From the line containing "PNG in memory." through the last line of the entries, set down every line exactly and add nothing.

Start of Given records

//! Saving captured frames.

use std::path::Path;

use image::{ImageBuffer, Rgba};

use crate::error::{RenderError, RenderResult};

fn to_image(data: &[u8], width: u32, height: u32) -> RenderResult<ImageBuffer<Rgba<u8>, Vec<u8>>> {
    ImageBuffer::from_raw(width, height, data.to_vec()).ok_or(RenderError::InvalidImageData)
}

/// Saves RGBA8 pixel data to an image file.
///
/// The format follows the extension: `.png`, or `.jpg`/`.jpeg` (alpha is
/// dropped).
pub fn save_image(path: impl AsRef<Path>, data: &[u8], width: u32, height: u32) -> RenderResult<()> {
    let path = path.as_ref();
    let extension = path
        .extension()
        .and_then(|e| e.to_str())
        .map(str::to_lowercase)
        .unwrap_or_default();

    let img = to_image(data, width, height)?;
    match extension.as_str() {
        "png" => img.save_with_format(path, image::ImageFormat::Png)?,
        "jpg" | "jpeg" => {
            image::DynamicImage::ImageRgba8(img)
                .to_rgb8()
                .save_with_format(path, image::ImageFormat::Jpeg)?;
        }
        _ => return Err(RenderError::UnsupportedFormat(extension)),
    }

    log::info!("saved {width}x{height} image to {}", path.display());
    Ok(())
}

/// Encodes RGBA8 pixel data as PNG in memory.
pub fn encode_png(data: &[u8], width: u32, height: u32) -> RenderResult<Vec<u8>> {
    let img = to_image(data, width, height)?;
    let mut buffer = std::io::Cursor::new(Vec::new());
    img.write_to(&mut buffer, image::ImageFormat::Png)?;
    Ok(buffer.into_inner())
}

End of Given records

▶ [Solution for this exercise]
/// Encodes RGBA8 pixel data as PNG in memory.
pub fn encode_png(data: &[u8], width: u32, height: u32) -> RenderResult<Vec<u8>> {
    let img = to_image(data, width, height)?;
    let mut buffer = std::io::Cursor::new(Vec::new());
    img.write_to(&mut buffer, image::ImageFormat::Png)?;
    Ok(buffer.into_inner())
}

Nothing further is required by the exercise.